Resolution of platelet function defects with imatinib therapy in a patient with chronic myeloid leukaemia in chronic phase

Abstract

Platelet function defects are frequently found in patients with chronic myeloid leukaemia. Major clinical bleeding, however, is a rare and infrequently reported complication. Platelet function abnormalities have also not been previously correlated with molecular monitoring of BCR-ABL in chronic myeloid leukaemia. We report a case of a patient with major clinical bleeding as a presenting feature of chronic myeloid leukaemia. The patient developed compartment syndrome of the thigh secondary to a haematoma developing after minor trauma. Fasciotomy was complicated by severe bleeding requiring massive transfusion.

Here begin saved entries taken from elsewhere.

use serde_json::Value;
use tokio::sync::watch;

use crate::error::{AppError, AppResult, CallError};
use crate::models::{Metadata, Session};
use crate::remote::Gateway;
use crate::upload::{UploadFile, UploadMode, UploadPipeline};

/// Where the UI goes after a successful login.
#[derive(Debug, Clone, Copy, PartialEq, Eq)]
pub enum NavigationTarget {
    RiderDashboard,
    PassengerDashboard,
}

impl NavigationTarget {
    pub fn for_session(session: &Session) -> Self {
        if session.is_driver() {
            Self::RiderDashboard
        } else {
            Self::PassengerDashboard
        }
    }

    pub fn name(&self) -> &'static str {
        match self {
            Self::RiderDashboard => "rider-dashboard",
            Self::PassengerDashboard => "passenger-dashboard",
        }
    }

    pub fn path(&self) -> &'static str {
        match self {
            Self::RiderDashboard => "/system/rider-dashboard",
            Self::PassengerDashboard => "/system/passenger-dashboard",
        }
    }
}

#[derive(Debug, Clone, PartialEq)]
pub struct Authenticated {
    pub session: Session,
    pub redirect: NavigationTarget,
}

/// Owns the signed-in identity for one UI session.
pub struct SessionManager {
    gateway: Gateway,
    state: watch::Sender<Option<Session>>,
}

impl SessionManager {
    pub fn new(gateway: Gateway) -> Self {
        let (state, _) = watch::channel(None);
        Self { gateway, state }
    }

    pub fn current_session(&self) -> Option<Session> {
        self.state.borrow().clone()
    }

    /// Current session or `Unauthenticated`, checked before any remote call.
    pub fn require(&self) -> AppResult<Session> {
        self.current_session().ok_or(AppError::Unauthenticated)
    }

    pub fn subscribe(&self) -> watch::Receiver<Option<Session>> {
        self.state.subscribe()
    }

    fn replace(&self, session: Option<Session>) {
        self.state.send_replace(session);
    }

    pub async fn authenticate(&self, email: &str, password: &str) -> AppResult<Authenticated> {
        if email.trim().is_empty() || password.is_empty() {
            return Err(AppError::Validation(
                "email and password are required".to_string(),
            ));
        }

        let remote = self.gateway.remote();
        let user = match self
            .gateway
            .call("auth.sign_in", remote.sign_in(email.trim(), password))
            .await
        {
            Ok(user) => user,
            Err(err) => {
                self.replace(None);
                return Err(match err {
                    CallError::Remote(e) => AppError::Auth {
                        reason: e.message,
                        status_code: e.status_code,
                    },
                    timeout => timeout.into(),
                });
            }
        };

        let session = Session::from_identity(user);
        let redirect = NavigationTarget::for_session(&session);
        tracing::info!(
            "Signed in {} as {:?}, redirecting to {}",
            session.user_id,
            session.role,
            redirect.name()
        );
        self.replace(Some(session.clone()));

        Ok(Authenticated { session, redirect })
    }

    /// Re-derive the session from the remote's current token. Returns
    /// whether a valid session exists.
    pub async fn refresh_from_remote(&self) -> AppResult<bool> {
        let remote = self.gateway.remote();
        let user = self
            .gateway
            .call("auth.get_session", remote.get_session())
            .await?;

        let exists = user.is_some();
        self.replace(user.map(Session::from_identity));
        Ok(exists)
    }

    /// Re-read the user record from the remote.
    pub async fn load_user_information(&self) -> AppResult<Session> {
        let remote = self.gateway.remote();
        let user = self.gateway.call("auth.get_user", remote.get_user()).await?;

        let session = Session::from_identity(user);
        self.replace(Some(session.clone()));
        Ok(session)
    }

    /// Merge `fields` into the remote metadata; the local session is only
    /// replaced once the remote accepts the change.
    pub async fn update_profile(&self, fields: Metadata) -> AppResult<Session> {
        self.require()?;

        let remote = self.gateway.remote();
        let user = self
            .gateway
            .call("auth.update_user", remote.update_user(fields))
            .await
            .map_err(|cause| AppError::Update { cause })?;

        let session = Session::from_identity(user);
        self.replace(Some(session.clone()));
        tracing::info!("Updated profile for {}", session.user_id);
        Ok(session)
    }

    /// Upload a new profile image (overwriting the previous one) and point
    /// the profile at it. An upload failure leaves the profile untouched;
    /// an update failure leaves the new image stored.
    pub async fn update_profile_image(
        &self,
        uploads: &UploadPipeline,
        file: UploadFile,
    ) -> AppResult<Session> {
        self.require()?;
        let url = uploads.upload(file, UploadMode::ProfileImage).await?;

        let mut fields = Metadata::new();
        fields.insert("image_url".to_string(), Value::String(url));
        self.update_profile(fields).await
    }

    pub async fn logout(&self) -> AppResult<()> {
        let remote = self.gateway.remote();
        let result = self.gateway.call("auth.sign_out", remote.sign_out()).await;
        self.replace(None);
        result.map_err(AppError::from)
    }

    /// Drop the local session without contacting the remote.
    pub fn reset(&self) {
        self.replace(None);
    }
}

#[cfg(test)]
mod tests {
    use super::*;
    use crate::models::{Role, UserId};
    use crate::remote::AuthUser;

    fn session(metadata: Value) -> Session {
        Session::from_identity(AuthUser {
            id: "u1".into(),
            email: Some("a@b.c".into()),
            user_metadata: metadata.as_object().cloned().unwrap_or_default(),
        })
    }

    #[test]
    fn driver_goes_to_rider_dashboard() {
        let target = NavigationTarget::for_session(&session(serde_json::json!({"is_driver": true})));
        assert_eq!(target, NavigationTarget::RiderDashboard);
        assert_eq!(target.name(), "rider-dashboard");
        assert_eq!(target.path(), "/system/rider-dashboard");
    }

    #[test]
    fn everyone_else_goes_to_passenger_dashboard() {
        for metadata in [
            serde_json::json!({}),
            serde_json::json!({"is_driver": false}),
            serde_json::json!({"is_driver": "true"}),
        ] {
            let target = NavigationTarget::for_session(&session(metadata));
            assert_eq!(target, NavigationTarget::PassengerDashboard);
        }
    }

    #[test]
    fn session_carries_identity() {
        let s = session(serde_json::json!({"is_admin": true}));
        assert_eq!(s.user_id, UserId::new("u1"));
        assert_eq!(s.role, Role::SuperAdministrator);
    }
}
// Domain types shared by the stores
use chrono::{DateTime, Utc};
use serde::{Deserialize, Serialize};
use serde_json::Value;
use std::fmt;

use crate::remote::{AuthUser, Row};

/// Free-form user metadata as stored by the auth provider.
pub type Metadata = serde_json::Map<String, Value>;

/// New types for compile-time safety
#[derive(Debug, Clone, Copy, PartialEq, Eq, Hash, PartialOrd, Ord, Serialize, Deserialize)]
#[serde(transparent)]
pub struct PostId(pub i64);

impl PostId {
    pub fn new(id: i64) -> Self {
        Self(id)
    }

    pub fn value(&self) -> i64 {
        self.0
    }
}

impl fmt::Display for PostId {
    fn fmt(&self, f: &mut fmt::Formatter<'_>) -> fmt::Result {
        write!(f, "{}", self.0)
    }
}

#[derive(Debug, Clone, PartialEq, Eq, Hash, Serialize, Deserialize)]
#[serde(transparent)]
pub struct UserId(pub String);

impl UserId {
    pub fn new(id: impl Into<String>) -> Self {
        Self(id.into())
    }

    pub fn as_str(&self) -> &str {
        &self.0
    }
}

impl fmt::Display for UserId {
    fn fmt(&self, f: &mut fmt::Formatter<'_>) -> fmt::Result {
        write!(f, "{}", self.0)
    }
}

#[derive(Debug, Clone, Copy, PartialEq, Eq, Hash, Serialize, Deserialize)]
#[serde(transparent)]
pub struct CommentId(pub i64);

/// Role derived from the user metadata claims.
#[derive(Debug, Clone, PartialEq, Eq, Serialize, Deserialize)]
#[serde(tag = "kind", content = "name", rename_all = "snake_case")]
pub enum Role {
    SuperAdministrator,
    Declared(String),
    Unassigned,
}

impl Role {
    /// `is_admin` wins over whatever `user_role` says.
    pub fn from_metadata(metadata: &Metadata) -> Self {
        if metadata.get("is_admin").and_then(Value::as_bool) == Some(true) {
            return Self::SuperAdministrator;
        }

        match metadata.get("user_role").and_then(Value::as_str) {
            Some(role) if !role.trim().is_empty() => Self::Declared(role.trim().to_string()),
            _ => Self::Unassigned,
        }
    }

    pub fn label(&self) -> &str {
        match self {
            Self::SuperAdministrator => "Super Administrator",
            Self::Declared(name) => name,
            Self::Unassigned => "",
        }
    }
}

/// The signed-in user as mirrored on the client.
#[derive(Debug, Clone, PartialEq, Serialize)]
pub struct Session {
    pub user_id: UserId,
    pub email: String,
    pub role: Role,
    pub metadata: Metadata,
}

impl Session {
    pub fn from_identity(user: AuthUser) -> Self {
        let role = Role::from_metadata(&user.user_metadata);
        Self {
            user_id: UserId::new(user.id),
            email: user.email.unwrap_or_default(),
            role,
            metadata: user.user_metadata,
        }
    }

    /// Driver accounts are flagged in metadata or carry the `driver` role.
    pub fn is_driver(&self) -> bool {
        if self.metadata.get("is_driver").and_then(Value::as_bool) == Some(true) {
            return true;
        }
        matches!(&self.role, Role::Declared(name) if name.eq_ignore_ascii_case("driver"))
    }

    pub fn image_url(&self) -> Option<&str> {
        self.metadata.get("image_url").and_then(Value::as_str)
    }
}

#[derive(Debug, Clone, PartialEq, Serialize)]
pub struct Post {
    pub id: PostId,
    pub author_id: UserId,
    pub image_url: String,
    pub caption: String,
    pub created_at: DateTime<Utc>,
    pub heart_count: u64,
    pub comment_count: u64,
}

/// Wire shape of a `posts` row, optionally with embedded aggregates.
#[derive(Debug, Deserialize)]
struct PostRow {
    id: PostId,
    user_id: UserId,
    image_url: String,
    #[serde(default)]
    caption: Option<String>,
    created_at: DateTime<Utc>,
    #[serde(default)]
    hearts: Option<Value>,
    #[serde(default)]
    comments: Option<Value>,
}

impl Post {
    pub fn from_row(row: Row) -> Result<Self, serde_json::Error> {
        let raw: PostRow = serde_json::from_value(Value::Object(row))?;
        Ok(Self {
            id: raw.id,
            author_id: raw.user_id,
            image_url: raw.image_url,
            caption: raw.caption.unwrap_or_default(),
            created_at: raw.created_at,
            heart_count: aggregate_count(raw.hearts.as_ref()),
            comment_count: aggregate_count(raw.comments.as_ref()),
        })
    }
}

/// Reads an embedded `rel(count)` aggregate. Anything missing or malformed
/// counts as zero.
pub fn aggregate_count(value: Option<&Value>) -> u64 {
    match value {
        Some(Value::Array(items)) => items.first().map(|v| aggregate_count(Some(v))).unwrap_or(0),
        Some(Value::Object(map)) => map.get("count").and_then(Value::as_u64).unwrap_or(0),
        Some(Value::Number(n)) => n.as_u64().unwrap_or(0),
        _ => 0,
    }
}

#[derive(Debug, Clone, PartialEq, Eq, Hash, Serialize, Deserialize)]
pub struct HeartEdge {
    pub post_id: PostId,
    pub user_id: UserId,
}

#[derive(Debug, Clone, PartialEq, Serialize, Deserialize)]
pub struct Comment {
    pub id: CommentId,
    pub post_id: PostId,
    #[serde(rename = "user_id")]
    pub author_id: UserId,
    pub content: String,
    pub created_at: DateTime<Utc>,
}

impl Comment {
    pub fn from_row(row: Row) -> Result<Self, serde_json::Error> {
        serde_json::from_value(Value::Object(row))
    }
}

Haemostasis was only obtained after activated recombinant factor VII was administered. Laboratory investigations revealed a platelet function defect with reduced platelet aggregation to collagen, epinephrine and arachidonic acid. As imatinib therapy commenced, molecular response was associated with near-normalization of platelet function, which subsequently became significantly abnormal with molecular relapse. Electron microscopy demonstrated normal platelet ultrastructure. We conclude that dysregulated Abelson kinase plays a pathogenic role in platelet function defects associated with chronic myeloid leukaemia, and discuss the management of clinically significant bleeding in patients with platelet function defects associated with myeloproliferative disorders.